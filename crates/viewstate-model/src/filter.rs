//! Named, independently toggleable filters.

use std::collections::BTreeMap;
use std::collections::btree_map;

use serde::{Deserialize, Serialize};
use serde_json::{Map, Value};

/// One filter of a list view.
///
/// Enablement is independent of the value: a filter may hold a value while
/// disabled, which is how a UI remembers the last choice of a switched-off
/// filter.
#[derive(Debug, Clone, Default, PartialEq, Serialize, Deserialize)]
pub struct Filter {
    #[serde(default)]
    pub enabled: bool,
    #[serde(default)]
    pub value: Value,
    /// Filter-specific keys kept alongside `enabled` and `value`.
    #[serde(flatten)]
    pub extra: Map<String, Value>,
}

impl Filter {
    pub fn new(enabled: bool, value: impl Into<Value>) -> Self {
        Self {
            enabled,
            value: value.into(),
            extra: Map::new(),
        }
    }

    /// An enabled filter holding `value`.
    pub fn enabled(value: impl Into<Value>) -> Self {
        Self::new(true, value)
    }

    /// A disabled filter holding `value`.
    pub fn disabled(value: impl Into<Value>) -> Self {
        Self::new(false, value)
    }

    #[must_use]
    pub fn with_extra(mut self, key: impl Into<String>, value: impl Into<Value>) -> Self {
        self.extra.insert(key.into(), value.into());
        self
    }
}

/// The filter set of a view, keyed by filter id.
///
/// Serialized as one JSON object: the `_disabled` marker sits next to the
/// filter ids. Ids are kept sorted so encodings are deterministic.
#[derive(Debug, Clone, Default, PartialEq, Serialize, Deserialize)]
pub struct Filters {
    /// Switches the whole filter set off without losing individual state.
    #[serde(rename = "_disabled", default)]
    pub disabled: bool,
    #[serde(flatten)]
    pub entries: BTreeMap<String, Filter>,
}

impl Filters {
    #[must_use]
    pub fn new() -> Self {
        Self::default()
    }

    #[must_use]
    pub fn with(mut self, id: impl Into<String>, filter: Filter) -> Self {
        self.entries.insert(id.into(), filter);
        self
    }

    pub fn get(&self, id: &str) -> Option<&Filter> {
        self.entries.get(id)
    }

    pub fn get_mut(&mut self, id: &str) -> Option<&mut Filter> {
        self.entries.get_mut(id)
    }

    pub fn insert(&mut self, id: impl Into<String>, filter: Filter) -> Option<Filter> {
        self.entries.insert(id.into(), filter)
    }

    pub fn iter(&self) -> btree_map::Iter<'_, String, Filter> {
        self.entries.iter()
    }

    #[must_use]
    pub fn len(&self) -> usize {
        self.entries.len()
    }

    #[must_use]
    pub fn is_empty(&self) -> bool {
        self.entries.is_empty()
    }

    /// Enabled filters in id order.
    pub fn enabled(&self) -> impl Iterator<Item = (&str, &Filter)> {
        self.entries
            .iter()
            .filter(|(_, filter)| filter.enabled)
            .map(|(id, filter)| (id.as_str(), filter))
    }

    /// True when the set is switched on and at least one filter is enabled.
    #[must_use]
    pub fn is_active(&self) -> bool {
        !self.disabled && self.entries.values().any(|filter| filter.enabled)
    }

    /// Switch every filter off, keeping their values.
    pub fn disable_all(&mut self) {
        for filter in self.entries.values_mut() {
            filter.enabled = false;
        }
    }
}

impl<'a> IntoIterator for &'a Filters {
    type Item = (&'a String, &'a Filter);
    type IntoIter = btree_map::Iter<'a, String, Filter>;

    fn into_iter(self) -> Self::IntoIter {
        self.entries.iter()
    }
}

#[cfg(test)]
mod tests {
    use super::*;
    use serde_json::json;

    #[test]
    fn filters_json_flattens_ids_next_to_marker() {
        let filters = Filters::new()
            .with("status", Filter::enabled("open"))
            .with("owner", Filter::disabled(json!(null)).with_extra("label", "Owner"));
        let value = serde_json::to_value(&filters).unwrap();
        assert_eq!(
            value,
            json!({
                "_disabled": false,
                "owner": {"enabled": false, "value": null, "label": "Owner"},
                "status": {"enabled": true, "value": "open"},
            })
        );
        let back: Filters = serde_json::from_value(value).unwrap();
        assert_eq!(back, filters);
    }

    #[test]
    fn active_requires_enabled_filter_and_set_switched_on() {
        let mut filters = Filters::new().with("status", Filter::disabled("open"));
        assert!(!filters.is_active());

        filters.get_mut("status").unwrap().enabled = true;
        assert!(filters.is_active());

        filters.disabled = true;
        assert!(!filters.is_active());
    }

    #[test]
    fn disable_all_keeps_values() {
        let mut filters = Filters::new()
            .with("a", Filter::enabled(1))
            .with("b", Filter::enabled(true));
        filters.disable_all();
        assert_eq!(filters.enabled().count(), 0);
        assert_eq!(filters.get("a").unwrap().value, json!(1));
    }
}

■ **Exercise directions**
Could you give the data again, word for word?

■ **Exercise output**
filename crates/viewstate-model/src/filter.rs
//! Named, independently toggleable filters.

use std::collections::BTreeMap;
use std::collections::btree_map;

use serde::{Deserialize, Serialize};
use serde_json::{Map, Value};

/// One filter of a list view.
///
/// Enablement is independent of the value: a filter may hold a value while
/// disabled, which is how a UI remembers the last choice of a switched-off
/// filter.
#[derive(Debug, Clone, Default, PartialEq, Serialize, Deserialize)]
pub struct Filter {
    #[serde(default)]
    pub enabled: bool,
    #[serde(default)]
    pub value: Value,
    /// Filter-specific keys kept alongside `enabled` and `value`.
    #[serde(flatten)]
    pub extra: Map<String, Value>,
}

impl Filter {
    pub fn new(enabled: bool, value: impl Into<Value>) -> Self {
        Self {
            enabled,
            value: value.into(),
            extra: Map::new(),
        }
    }

    /// An enabled filter holding `value`.
    pub fn enabled(value: impl Into<Value>) -> Self {
        Self::new(true, value)
    }

    /// A disabled filter holding `value`.
    pub fn disabled(value: impl Into<Value>) -> Self {
        Self::new(false, value)
    }

    #[must_use]
    pub fn with_extra(mut self, key: impl Into<String>, value: impl Into<Value>) -> Self {
        self.extra.insert(key.into(), value.into());
        self
    }
}

/// The filter set of a view, keyed by filter id.
///
/// Serialized as one JSON object: the `_disabled` marker sits next to the
/// filter ids. Ids are kept sorted so encodings are deterministic.
#[derive(Debug, Clone, Default, PartialEq, Serialize, Deserialize)]
pub struct Filters {
    /// Switches the whole filter set off without losing individual state.
    #[serde(rename = "_disabled", default)]
    pub disabled: bool,
    #[serde(flatten)]
    pub entries: BTreeMap<String, Filter>,
}

impl Filters {
    #[must_use]
    pub fn new() -> Self {
        Self::default()
    }

    #[must_use]
    pub fn with(mut self, id: impl Into<String>, filter: Filter) -> Self {
        self.entries.insert(id.into(), filter);
        self
    }

    pub fn get(&self, id: &str) -> Option<&Filter> {
        self.entries.get(id)
    }

    pub fn get_mut(&mut self, id: &str) -> Option<&mut Filter> {
        self.entries.get_mut(id)
    }

    pub fn insert(&mut self, id: impl Into<String>, filter: Filter) -> Option<Filter> {
        self.entries.insert(id.into(), filter)
    }

    pub fn iter(&self) -> btree_map::Iter<'_, String, Filter> {
        self.entries.iter()
    }

    #[must_use]
    pub fn len(&self) -> usize {
        self.entries.len()
    }

    #[must_use]
    pub fn is_empty(&self) -> bool {
        self.entries.is_empty()
    }

    /// Enabled filters in id order.
    pub fn enabled(&self) -> impl Iterator<Item = (&str, &Filter)> {
        self.entries
            .iter()
            .filter(|(_, filter)| filter.enabled)
            .map(|(id, filter)| (id.as_str(), filter))
    }

    /// True when the set is switched on and at least one filter is enabled.
    #[must_use]
    pub fn is_active(&self) -> bool {
        !self.disabled && self.entries.values().any(|filter| filter.enabled)
    }

    /// Switch every filter off, keeping their values.
    pub fn disable_all(&mut self) {
        for filter in self.entries.values_mut() {
            filter.enabled = false;
        }
    }
}

impl<'a> IntoIterator for &'a Filters {
    type Item = (&'a String, &'a Filter);
    type IntoIter = btree_map::Iter<'a, String, Filter>;

    fn into_iter(self) -> Self::IntoIter {
        self.entries.iter()
    }
}

#[cfg(test)]
mod tests {
    use super::*;
    use serde_json::json;

    #[test]
    fn filters_json_flattens_ids_next_to_marker() {
        let filters = Filters::new()
            .with("status", Filter::enabled("open"))
            .with("owner", Filter::disabled(json!(null)).with_extra("label", "Owner"));
        let value = serde_json::to_value(&filters).unwrap();
        assert_eq!(
            value,
            json!({
                "_disabled": false,
                "owner": {"enabled": false, "value": null, "label": "Owner"},
                "status": {"enabled": true, "value": "open"},
            })
        );
        let back: Filters = serde_json::from_value(value).unwrap();
        assert_eq!(back, filters);
    }

    #[test]
    fn active_requires_enabled_filter_and_set_switched_on() {
        let mut filters = Filters::new().with("status", Filter::disabled("open"));
        assert!(!filters.is_active());

        filters.get_mut("status").unwrap().enabled = true;
        assert!(filters.is_active());

        filters.disabled = true;
        assert!(!filters.is_active());
    }

    #[test]
    fn disable_all_keeps_values() {
        let mut filters = Filters::new()
            .with("a", Filter::enabled(1))
            .with("b", Filter::enabled(true));
        filters.disable_all();
        assert_eq!(filters.enabled().count(), 0);
        assert_eq!(filters.get("a").unwrap().value, json!(1));
    }
}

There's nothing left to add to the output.